** Opening DATA EXTRACT block **
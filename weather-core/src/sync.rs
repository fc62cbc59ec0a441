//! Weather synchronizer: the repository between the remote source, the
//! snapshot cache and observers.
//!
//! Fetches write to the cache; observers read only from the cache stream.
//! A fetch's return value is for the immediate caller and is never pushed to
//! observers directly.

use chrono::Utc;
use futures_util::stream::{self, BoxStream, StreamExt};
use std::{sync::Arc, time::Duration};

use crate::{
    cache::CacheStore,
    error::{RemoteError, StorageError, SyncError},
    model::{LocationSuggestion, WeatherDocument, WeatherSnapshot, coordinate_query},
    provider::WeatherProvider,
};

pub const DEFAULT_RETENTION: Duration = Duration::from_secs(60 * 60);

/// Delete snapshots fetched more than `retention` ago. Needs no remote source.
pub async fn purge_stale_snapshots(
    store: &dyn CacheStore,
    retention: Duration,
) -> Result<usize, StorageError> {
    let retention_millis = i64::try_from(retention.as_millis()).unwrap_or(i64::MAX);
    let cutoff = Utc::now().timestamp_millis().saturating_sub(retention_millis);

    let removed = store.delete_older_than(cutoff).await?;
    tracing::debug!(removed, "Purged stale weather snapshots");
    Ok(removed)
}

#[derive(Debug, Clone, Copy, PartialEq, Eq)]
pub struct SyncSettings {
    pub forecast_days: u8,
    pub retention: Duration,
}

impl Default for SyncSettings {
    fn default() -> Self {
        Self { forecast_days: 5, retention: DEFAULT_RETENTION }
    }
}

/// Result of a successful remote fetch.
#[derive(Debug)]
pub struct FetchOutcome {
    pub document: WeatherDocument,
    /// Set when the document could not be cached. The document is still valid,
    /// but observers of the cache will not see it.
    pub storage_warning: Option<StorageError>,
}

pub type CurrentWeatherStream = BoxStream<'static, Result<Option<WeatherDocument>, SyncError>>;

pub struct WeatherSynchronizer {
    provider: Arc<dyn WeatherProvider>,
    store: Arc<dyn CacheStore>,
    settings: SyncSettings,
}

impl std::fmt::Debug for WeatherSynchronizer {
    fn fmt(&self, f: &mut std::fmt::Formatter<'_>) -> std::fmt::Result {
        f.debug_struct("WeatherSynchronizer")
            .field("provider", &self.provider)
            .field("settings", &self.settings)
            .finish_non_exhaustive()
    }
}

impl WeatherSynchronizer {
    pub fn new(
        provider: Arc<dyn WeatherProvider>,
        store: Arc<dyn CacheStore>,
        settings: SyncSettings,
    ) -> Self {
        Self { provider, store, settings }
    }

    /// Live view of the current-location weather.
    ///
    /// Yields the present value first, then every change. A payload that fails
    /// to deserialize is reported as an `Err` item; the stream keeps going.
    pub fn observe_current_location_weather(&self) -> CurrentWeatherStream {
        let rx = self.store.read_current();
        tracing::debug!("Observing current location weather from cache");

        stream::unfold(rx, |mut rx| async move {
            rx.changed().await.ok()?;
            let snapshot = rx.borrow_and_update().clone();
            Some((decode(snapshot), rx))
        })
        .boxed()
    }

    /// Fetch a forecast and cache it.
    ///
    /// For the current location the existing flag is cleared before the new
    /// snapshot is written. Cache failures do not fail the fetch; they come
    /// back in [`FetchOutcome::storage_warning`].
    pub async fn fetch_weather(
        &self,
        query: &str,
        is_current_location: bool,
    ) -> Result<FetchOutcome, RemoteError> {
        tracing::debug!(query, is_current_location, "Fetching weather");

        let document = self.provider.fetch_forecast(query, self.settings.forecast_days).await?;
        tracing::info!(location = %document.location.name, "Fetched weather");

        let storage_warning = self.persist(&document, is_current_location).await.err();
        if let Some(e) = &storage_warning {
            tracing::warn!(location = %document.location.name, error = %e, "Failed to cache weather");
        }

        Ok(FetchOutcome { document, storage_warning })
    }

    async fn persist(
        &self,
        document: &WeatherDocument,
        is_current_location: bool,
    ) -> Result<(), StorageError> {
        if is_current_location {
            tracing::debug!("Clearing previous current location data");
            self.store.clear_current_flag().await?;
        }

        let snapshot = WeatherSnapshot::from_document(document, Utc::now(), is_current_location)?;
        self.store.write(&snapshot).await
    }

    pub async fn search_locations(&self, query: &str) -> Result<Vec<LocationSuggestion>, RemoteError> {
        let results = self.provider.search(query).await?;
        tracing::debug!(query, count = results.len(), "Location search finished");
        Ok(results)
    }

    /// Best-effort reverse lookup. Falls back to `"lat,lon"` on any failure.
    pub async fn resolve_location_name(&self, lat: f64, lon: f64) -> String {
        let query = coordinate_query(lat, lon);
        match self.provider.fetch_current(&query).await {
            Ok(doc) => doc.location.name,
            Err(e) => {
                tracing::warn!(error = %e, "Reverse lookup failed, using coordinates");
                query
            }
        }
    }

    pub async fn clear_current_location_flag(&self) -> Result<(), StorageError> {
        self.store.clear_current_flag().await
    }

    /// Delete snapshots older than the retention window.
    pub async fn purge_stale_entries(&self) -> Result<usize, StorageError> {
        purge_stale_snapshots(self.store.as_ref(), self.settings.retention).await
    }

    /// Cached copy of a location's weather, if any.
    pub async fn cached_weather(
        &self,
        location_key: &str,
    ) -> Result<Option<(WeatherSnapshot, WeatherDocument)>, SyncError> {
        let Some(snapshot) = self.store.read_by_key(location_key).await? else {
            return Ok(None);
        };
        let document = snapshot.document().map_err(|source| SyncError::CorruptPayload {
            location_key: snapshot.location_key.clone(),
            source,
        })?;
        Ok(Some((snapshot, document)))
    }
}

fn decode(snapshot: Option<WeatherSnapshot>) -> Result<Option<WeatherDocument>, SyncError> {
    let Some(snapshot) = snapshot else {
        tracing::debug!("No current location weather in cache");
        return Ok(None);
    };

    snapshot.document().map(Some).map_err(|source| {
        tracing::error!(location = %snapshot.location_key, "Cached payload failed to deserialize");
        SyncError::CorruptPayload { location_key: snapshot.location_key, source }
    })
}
** Closing DATA EXTRACT block **
* ASSIGNED TASK:
Your reply must contain each entry, reproduced exactly.

* SOLUTION BELOW:
filename weather-core/src/sync.rs
repository fc62cbc59ec0a441
//! Weather synchronizer: the repository between the remote source, the
//! snapshot cache and observers.
//!
//! Fetches write to the cache; observers read only from the cache stream.
//! A fetch's return value is for the immediate caller and is never pushed to
//! observers directly.

use chrono::Utc;
use futures_util::stream::{self, BoxStream, StreamExt};
use std::{sync::Arc, time::Duration};

use crate::{
    cache::CacheStore,
    error::{RemoteError, StorageError, SyncError},
    model::{LocationSuggestion, WeatherDocument, WeatherSnapshot, coordinate_query},
    provider::WeatherProvider,
};

pub const DEFAULT_RETENTION: Duration = Duration::from_secs(60 * 60);

/// Delete snapshots fetched more than `retention` ago. Needs no remote source.
pub async fn purge_stale_snapshots(
    store: &dyn CacheStore,
    retention: Duration,
) -> Result<usize, StorageError> {
    let retention_millis = i64::try_from(retention.as_millis()).unwrap_or(i64::MAX);
    let cutoff = Utc::now().timestamp_millis().saturating_sub(retention_millis);

    let removed = store.delete_older_than(cutoff).await?;
    tracing::debug!(removed, "Purged stale weather snapshots");
    Ok(removed)
}

#[derive(Debug, Clone, Copy, PartialEq, Eq)]
pub struct SyncSettings {
    pub forecast_days: u8,
    pub retention: Duration,
}

impl Default for SyncSettings {
    fn default() -> Self {
        Self { forecast_days: 5, retention: DEFAULT_RETENTION }
    }
}

/// Result of a successful remote fetch.
#[derive(Debug)]
pub struct FetchOutcome {
    pub document: WeatherDocument,
    /// Set when the document could not be cached. The document is still valid,
    /// but observers of the cache will not see it.
    pub storage_warning: Option<StorageError>,
}

pub type CurrentWeatherStream = BoxStream<'static, Result<Option<WeatherDocument>, SyncError>>;

pub struct WeatherSynchronizer {
    provider: Arc<dyn WeatherProvider>,
    store: Arc<dyn CacheStore>,
    settings: SyncSettings,
}

impl std::fmt::Debug for WeatherSynchronizer {
    fn fmt(&self, f: &mut std::fmt::Formatter<'_>) -> std::fmt::Result {
        f.debug_struct("WeatherSynchronizer")
            .field("provider", &self.provider)
            .field("settings", &self.settings)
            .finish_non_exhaustive()
    }
}

impl WeatherSynchronizer {
    pub fn new(
        provider: Arc<dyn WeatherProvider>,
        store: Arc<dyn CacheStore>,
        settings: SyncSettings,
    ) -> Self {
        Self { provider, store, settings }
    }

    /// Live view of the current-location weather.
    ///
    /// Yields the present value first, then every change. A payload that fails
    /// to deserialize is reported as an `Err` item; the stream keeps going.
    pub fn observe_current_location_weather(&self) -> CurrentWeatherStream {
        let rx = self.store.read_current();
        tracing::debug!("Observing current location weather from cache");

        stream::unfold(rx, |mut rx| async move {
            rx.changed().await.ok()?;
            let snapshot = rx.borrow_and_update().clone();
            Some((decode(snapshot), rx))
        })
        .boxed()
    }

    /// Fetch a forecast and cache it.
    ///
    /// For the current location the existing flag is cleared before the new
    /// snapshot is written. Cache failures do not fail the fetch; they come
    /// back in [`FetchOutcome::storage_warning`].
    pub async fn fetch_weather(
        &self,
        query: &str,
        is_current_location: bool,
    ) -> Result<FetchOutcome, RemoteError> {
        tracing::debug!(query, is_current_location, "Fetching weather");

        let document = self.provider.fetch_forecast(query, self.settings.forecast_days).await?;
        tracing::info!(location = %document.location.name, "Fetched weather");

        let storage_warning = self.persist(&document, is_current_location).await.err();
        if let Some(e) = &storage_warning {
            tracing::warn!(location = %document.location.name, error = %e, "Failed to cache weather");
        }

        Ok(FetchOutcome { document, storage_warning })
    }

    async fn persist(
        &self,
        document: &WeatherDocument,
        is_current_location: bool,
    ) -> Result<(), StorageError> {
        if is_current_location {
            tracing::debug!("Clearing previous current location data");
            self.store.clear_current_flag().await?;
        }

        let snapshot = WeatherSnapshot::from_document(document, Utc::now(), is_current_location)?;
        self.store.write(&snapshot).await
    }

    pub async fn search_locations(&self, query: &str) -> Result<Vec<LocationSuggestion>, RemoteError> {
        let results = self.provider.search(query).await?;
        tracing::debug!(query, count = results.len(), "Location search finished");
        Ok(results)
    }

    /// Best-effort reverse lookup. Falls back to `"lat,lon"` on any failure.
    pub async fn resolve_location_name(&self, lat: f64, lon: f64) -> String {
        let query = coordinate_query(lat, lon);
        match self.provider.fetch_current(&query).await {
            Ok(doc) => doc.location.name,
            Err(e) => {
                tracing::warn!(error = %e, "Reverse lookup failed, using coordinates");
                query
            }
        }
    }

    pub async fn clear_current_location_flag(&self) -> Result<(), StorageError> {
        self.store.clear_current_flag().await
    }

    /// Delete snapshots older than the retention window.
    pub async fn purge_stale_entries(&self) -> Result<usize, StorageError> {
        purge_stale_snapshots(self.store.as_ref(), self.settings.retention).await
    }

    /// Cached copy of a location's weather, if any.
    pub async fn cached_weather(
        &self,
        location_key: &str,
    ) -> Result<Option<(WeatherSnapshot, WeatherDocument)>, SyncError> {
        let Some(snapshot) = self.store.read_by_key(location_key).await? else {
            return Ok(None);
        };
        let document = snapshot.document().map_err(|source| SyncError::CorruptPayload {
            location_key: snapshot.location_key.clone(),
            source,
        })?;
        Ok(Some((snapshot, document)))
    }
}

fn decode(snapshot: Option<WeatherSnapshot>) -> Result<Option<WeatherDocument>, SyncError> {
    let Some(snapshot) = snapshot else {
        tracing::debug!("No current location weather in cache");
        return Ok(None);
    };

    snapshot.document().map(Some).map_err(|source| {
        tracing::error!(location = %snapshot.location_key, "Cached payload failed to deserialize");
        SyncError::CorruptPayload { location_key: snapshot.location_key, source }
    })
}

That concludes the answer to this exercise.